Intenté atacar por el lado macabro: “Mire, mis abuelos huyeron de los pogromos de Petliura –le espeté- donde murieron medio millón de judíos –inventé la cifra o creí recordarla de alguna novela de Aharon Megged-, precisamente la misma cantidad de judíos húngaros que murieron en Auschwitz”. Tibor Merges me miró con una sonrisa tristísima, negando lentamente con la cabeza, pero de alguna manera satisfecho de que yo realmente no entendiera nada y por lo tanto pudiera aportar al obituario las cualidades mentales que se requerían. ¨Auschwitz, -me dijo-, es otra cosa.
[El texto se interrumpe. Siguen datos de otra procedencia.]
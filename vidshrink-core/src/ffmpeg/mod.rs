//! ffmpeg-backed host pieces: encoder capability probing and source
//! metadata.

mod hw;
mod metadata;
mod probe;

pub use hw::h264_encoder_candidates;
pub use metadata::probe_source;
pub use probe::FfmpegProbe;

pub fn init() -> anyhow::Result<()> {
    ffmpeg_next::init().map_err(|e| anyhow::anyhow!("ffmpeg_next init: {}", e))?;
    ffmpeg_next::util::log::set_level(ffmpeg_next::util::log::Level::Error);
    Ok(())
}
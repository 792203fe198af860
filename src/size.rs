use std::fmt::{Display, Formatter};

const UNITS: [&str; 5] = ["B", "KB", "MB", "GB", "TB"];

/// A byte count scaled to a human unit, one decimal place.
#[derive(Debug, Clone, Copy, PartialEq)]
pub struct ScaledSize {
    pub value: f64,
    pub unit: &'static str,
}

impl Display for ScaledSize {
    fn fmt(&self, f: &mut Formatter<'_>) -> Result<(), std::fmt::Error> {
        write!(f, "{:.1} {}", self.value, self.unit)
    }
}

/// Divides by 1024 until the value drops below 1024 or the units run out.
pub fn format_size(bytes: u64) -> ScaledSize {
    let mut value = bytes as f64;
    let mut unit = 0;
    while value >= 1024.0 && unit < UNITS.len() - 1 {
        value /= 1024.0;
        unit += 1;
    }
    ScaledSize {
        value: (value * 10.0).round() / 10.0,
        unit: UNITS[unit],
    }
}

/// Size in MiB, the unit upload limits are configured in.
pub fn mebibytes(bytes: u64) -> f64 {
    bytes as f64 / (1024.0 * 1024.0)
}
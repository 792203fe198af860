use std::fmt::{Display, Formatter};
use std::time::Duration;

use bytes::Bytes;
use chrono::{DateTime, Utc};

/// An input video handed over by the caller. The pipeline never mutates it;
/// hosts open decode sessions against it.
#[derive(Debug, Clone)]
pub struct SourceMedia {
    pub name: String,
    pub mime_type: String,
    pub bytes: Bytes,
    pub last_modified: DateTime<Utc>,
}

impl SourceMedia {
    pub fn new(name: impl Into<String>, mime_type: impl Into<String>, bytes: Bytes) -> Self {
        Self {
            name: name.into(),
            mime_type: mime_type.into(),
            bytes,
            last_modified: Utc::now(),
        }
    }

    pub fn with_last_modified(mut self, last_modified: DateTime<Utc>) -> Self {
        self.last_modified = last_modified;
        self
    }

    pub fn size(&self) -> u64 {
        self.bytes.len() as u64
    }
}

/// Metadata a decode session reports for its source.
#[derive(Debug, Clone, Copy, PartialEq, Default)]
pub struct SourceInfo {
    pub width: u32,
    pub height: u32,
    // None if the container does not declare it
    pub duration: Option<Duration>,
}

impl Display for SourceInfo {
    fn fmt(&self, f: &mut Formatter<'_>) -> Result<(), std::fmt::Error> {
        match self.duration {
            Some(d) => write!(f, "{}x{}, {:.3}s", self.width, self.height, d.as_secs_f64()),
            None => write!(f, "{}x{}, duration N/A", self.width, self.height),
        }
    }
}
//! Tiered compression: codec encode, then stream recorder, then the input
//! unchanged.

use std::fmt::{Display, Formatter};

use tokio::sync::watch;

use crate::artifact::OutputArtifact;
use crate::encode::encode;
use crate::error::TranscodeError;
use crate::host::{HostCapabilities, MediaHost};
use crate::preset::CompressionPreset;
use crate::recorder::record;
use crate::source::SourceMedia;

#[derive(Debug, Clone, Copy, PartialEq, Eq)]
pub enum Tier {
    Encode,
    Record,
    PassThrough,
}

impl Display for Tier {
    fn fmt(&self, f: &mut Formatter<'_>) -> Result<(), std::fmt::Error> {
        let name = match self {
            Tier::Encode => "encode",
            Tier::Record => "record",
            Tier::PassThrough => "pass-through",
        };
        f.write_str(name)
    }
}

/// Tiers to try, in order. Pass-through is always last.
pub fn plan(capabilities: HostCapabilities) -> Vec<Tier> {
    let mut tiers = Vec::with_capacity(3);
    if capabilities.supports_encode() {
        tiers.push(Tier::Encode);
    }
    tiers.push(Tier::Record);
    tiers.push(Tier::PassThrough);
    tiers
}

#[derive(Debug)]
pub struct TierFailure {
    pub tier: Tier,
    pub error: TranscodeError,
}

#[derive(Debug)]
pub struct CompressOutcome {
    pub artifact: OutputArtifact,
    /// Tier that produced the artifact.
    pub tier: Tier,
    /// Recoverable failures of the tiers tried before it.
    pub failures: Vec<TierFailure>,
}

impl CompressOutcome {
    pub fn is_pass_through(&self) -> bool {
        self.tier == Tier::PassThrough
    }
}

/// Compresses `source`, falling back tier by tier. Only a source that
/// cannot be loaded is reported as an error; every other failure ends in
/// a successful outcome, in the worst case the unmodified input.
pub async fn compress<H: MediaHost>(
    host: &H,
    source: &SourceMedia,
    preset: &CompressionPreset,
) -> Result<CompressOutcome, TranscodeError> {
    let mut failures = Vec::new();

    for tier in plan(host.capabilities()) {
        let result = match tier {
            Tier::Encode => encode(host, source, preset).await,
            Tier::Record => record(host, source, preset).await,
            Tier::PassThrough => Ok(OutputArtifact::pass_through(source)),
        };

        match result {
            Ok(artifact) => {
                if tier == Tier::PassThrough {
                    log::warn!("returning {} uncompressed", source.name);
                }
                return Ok(CompressOutcome {
                    artifact,
                    tier,
                    failures,
                });
            }
            Err(error) if error.is_fatal() => {
                log::error!("{} tier failed: {}", tier, error);
                return Err(error);
            }
            Err(error) => {
                log::warn!("{} tier failed, falling back: {}", tier, error);
                failures.push(TierFailure { tier, error });
            }
        }
    }

    Ok(CompressOutcome {
        artifact: OutputArtifact::pass_through(source),
        tier: Tier::PassThrough,
        failures,
    })
}

/// Owns a host and exposes a busy flag that is true while a compression is
/// in flight.
pub struct Compressor<H> {
    host: H,
    busy: watch::Sender<bool>,
}

impl<H: MediaHost> Compressor<H> {
    pub fn new(host: H) -> Self {
        let (busy, _) = watch::channel(false);
        Self { host, busy }
    }

    pub fn host(&self) -> &H {
        &self.host
    }

    pub fn subscribe(&self) -> watch::Receiver<bool> {
        self.busy.subscribe()
    }

    pub fn is_busy(&self) -> bool {
        *self.busy.borrow()
    }

    pub async fn compress(
        &self,
        source: &SourceMedia,
        preset: &CompressionPreset,
    ) -> Result<CompressOutcome, TranscodeError> {
        let _busy = BusyGuard::enter(&self.busy);
        compress(&self.host, source, preset).await
    }
}

struct BusyGuard<'a>(&'a watch::Sender<bool>);

impl<'a> BusyGuard<'a> {
    fn enter(flag: &'a watch::Sender<bool>) -> Self {
        flag.send_replace(true);
        Self(flag)
    }
}

impl Drop for BusyGuard<'_> {
    fn drop(&mut self) {
        self.0.send_replace(false);
    }
}

#[cfg(test)]
#[path = "compress_test.rs"]
mod compress_test;
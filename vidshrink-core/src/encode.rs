//! Primary pipeline: frame-paced capture fed to a negotiated H.264 encoder.

use bytes::Bytes;
use tokio::time;

use crate::artifact::{OutputArtifact, pick_output_name};
use crate::audio::{AudioTap, TapWiring, open_tap};
use crate::error::TranscodeError;
use crate::fit::fit;
use crate::host::{AudioGraph, AudioTrackSpec, CaptureTrack, EncodeSession, MediaHost, Playback, Surface};
use crate::negotiate::{NegotiatedConfig, negotiate};
use crate::pacing::{FramePacer, STALL_LIMIT, StallDetector, frame_wait};
use crate::preset::CompressionPreset;
use crate::source::SourceMedia;

pub const OUTPUT_EXTENSION: &str = "mp4";
pub const OUTPUT_MIME: &str = "video/mp4";

const DEFAULT_SAMPLE_RATE: u32 = 48_000;
const DEFAULT_CHANNELS: u16 = 2;

#[derive(Debug, Clone, Copy, PartialEq, Eq)]
pub enum EncodeStage {
    LoadingSource,
    Negotiating,
    Encoding,
    Finalizing,
    Done,
}

fn enter(stage: EncodeStage) {
    log::debug!("encode stage: {:?}", stage);
}

/// Runs the primary pipeline once. Every resource acquired here is released
/// before returning, on success and on failure.
pub async fn encode<H: MediaHost>(
    host: &H,
    source: &SourceMedia,
    preset: &CompressionPreset,
) -> Result<OutputArtifact, TranscodeError> {
    enter(EncodeStage::LoadingSource);
    let mut playback = host
        .open_source(source)
        .await
        .map_err(TranscodeError::SourceLoad)?;

    let mut attempt = EncodeAttempt::<H> {
        surface: None,
        tap: None,
    };
    let result = attempt.run(host, &mut playback, preset).await;
    attempt.release().await;
    playback.close().await;

    let bytes = result?;
    enter(EncodeStage::Done);
    let name = pick_output_name(&source.name, OUTPUT_EXTENSION, preset.output_name.as_deref());
    log::info!("encoded {} -> {} ({} bytes)", source.name, name, bytes.len());
    Ok(OutputArtifact::new(name, OUTPUT_MIME, bytes))
}

struct EncodeAttempt<H: MediaHost> {
    surface: Option<H::Surface>,
    tap: Option<AudioTap<H::Audio>>,
}

impl<H: MediaHost> EncodeAttempt<H> {
    async fn run(
        &mut self,
        host: &H,
        playback: &mut H::Playback,
        preset: &CompressionPreset,
    ) -> Result<Bytes, TranscodeError> {
        let (src_w, src_h) = playback.natural_size();
        if src_w == 0 || src_h == 0 {
            return Err(TranscodeError::SourceLoad(anyhow::anyhow!(
                "source reports no video dimensions"
            )));
        }

        enter(EncodeStage::Negotiating);
        let (width, height) = fit(src_w, src_h, preset.max_width, preset.max_height)?.even();
        let config = negotiate(host, width, height, preset.fps, preset.video_bitrate_bps)
            .await
            .ok_or(TranscodeError::UnsupportedCapability)?;

        enter(EncodeStage::Encoding);
        let surface = self.surface.insert(
            host.create_surface(config.width, config.height)
                .map_err(TranscodeError::host("create encode surface"))?,
        );
        let mut session = host
            .open_session(&config)
            .await
            .map_err(TranscodeError::host("open encode session"))?;

        let pumped = Self::pump(
            &mut self.tap,
            host,
            playback,
            surface,
            &mut session,
            &config,
            preset,
        )
        .await;
        match pumped {
            Ok(()) => {
                let bytes = session
                    .finalize()
                    .await
                    .map_err(TranscodeError::host("finalize container"))?;
                if bytes.is_empty() {
                    return Err(TranscodeError::EmptyOutput);
                }
                Ok(bytes)
            }
            Err(e) => {
                session.abort().await;
                Err(e)
            }
        }
    }

    async fn pump(
        tap_slot: &mut Option<AudioTap<H::Audio>>,
        host: &H,
        playback: &mut H::Playback,
        surface: &mut H::Surface,
        session: &mut H::Session,
        config: &NegotiatedConfig,
        preset: &CompressionPreset,
    ) -> Result<(), TranscodeError> {
        let has_audio = match open_tap(host, playback, TapWiring::ENCODE).await {
            Ok(tap) => {
                let tap = tap_slot.insert(tap);
                match tap.capture().cloned() {
                    Some(capture) => {
                        let spec = audio_spec(tap, &capture, preset);
                        match session.add_audio_track(capture, &spec) {
                            Ok(()) => true,
                            Err(e) => {
                                log::warn!("failed to add audio track, encoding video only: {:#}", e);
                                false
                            }
                        }
                    }
                    None => {
                        log::warn!("source has no audio track, encoding video only");
                        false
                    }
                }
            }
            Err(e) => {
                log::warn!("audio tap unavailable, encoding video only: {:#}", e);
                false
            }
        };

        session
            .start()
            .await
            .map_err(TranscodeError::host("start encode session"))?;
        playback
            .play()
            .await
            .map_err(TranscodeError::host("start playback"))?;

        let mut pacer = FramePacer::new(config.fps);
        let wait = frame_wait(config.fps);
        let mut stall = StallDetector::new(wait, STALL_LIMIT);

        while !playback.is_ended() {
            let frame = surface
                .draw(playback)
                .map_err(TranscodeError::host("draw frame"))?;
            session
                .add_frame(frame, pacer.next_frame())
                .await
                .map_err(TranscodeError::host("encode frame"))?;

            let before = playback.position();
            let _ = time::timeout(wait, playback.frame_presented()).await;
            if stall.observe(before, playback.position()) {
                log::warn!(
                    "playback stuck at {:?} after {} frames",
                    playback.position(),
                    pacer.frames_submitted()
                );
                return Err(TranscodeError::PlaybackStalled {
                    stalled: stall.accumulated(),
                });
            }
        }

        enter(EncodeStage::Finalizing);
        log::debug!("encoded {} frames", pacer.frames_submitted());
        if let Err(e) = playback.pause().await {
            log::debug!("pause after encode failed: {:#}", e);
        }
        session
            .close_video()
            .await
            .map_err(TranscodeError::host("close video track"))?;
        if has_audio {
            if let Some(tap) = tap_slot.as_mut() {
                tap.close().await;
            }
            session
                .close_audio()
                .await
                .map_err(TranscodeError::host("close audio track"))?;
        }
        Ok(())
    }

    async fn release(&mut self) {
        if let Some(mut tap) = self.tap.take() {
            tap.close().await;
        }
        if let Some(mut surface) = self.surface.take() {
            surface.close();
        }
    }
}

fn audio_spec<G: AudioGraph>(
    tap: &AudioTap<G>,
    capture: &G::Capture,
    preset: &CompressionPreset,
) -> AudioTrackSpec {
    let settings = capture.settings();
    AudioTrackSpec {
        codec: "aac",
        codec_string: "mp4a.40.2",
        bitrate_bps: preset.audio_bitrate_bps,
        sample_rate: tap
            .sample_rate()
            .or(settings.sample_rate)
            .unwrap_or(DEFAULT_SAMPLE_RATE),
        channels: settings.channel_count.unwrap_or(DEFAULT_CHANNELS),
    }
}

#[cfg(test)]
#[path = "encode_test.rs"]
mod encode_test;
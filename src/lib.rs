pub mod config;
pub mod size;
pub mod upload;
No me preguntes qué y no hagas comparaciones tontas. Ahora ve, y escribe” concluyó, como aquél que lo dice después de afirmar “el resto es comentario”.
Tomé el tranvía, después el tren suburbano, después un autobús lleno de proletarios y gitanos. Después caminé hasta mi casa. Me esperaban los perros, siempre cariñosos, mi mujer, otro tanto, y comida caliente. Siempre es bueno llegar a casa, a lo que podría llamar –cada vez con menos cautela- mi hogar. No es poco –pensé- un hogar.
El propio Kertész había vuelto a morir a Hungría, contra todo pronóstico, después de vivir veinte años en Alemania, exiliado de toda esa gente que ahora pugnaba por escribir –por reescribir, por inventar, por perpetrar- su obituario. Y sin embargo había vuelto, después de desmitificarse en un reportaje diciendo que había sido “un payaso del holocausto”, es decir que había contribuido con sus mentores alemanes en la indagación eterna de la culpa germana, había dedicado su vida a narrarse ante un poder ya no satánico como el nazi, pero igual de omnipresente: el poder de la civilización anfitriona, la civilización europea, la civilización gentil. No era necesario un obituario para perder la propia narración, la propia casa, la libertad. La vida misma en la Diáspora se encargaba del asunto. Comí y salí al jardín. El cielo no pintaba bien. Era gris con nubes negras, de lluvia. Infinito como la Golá.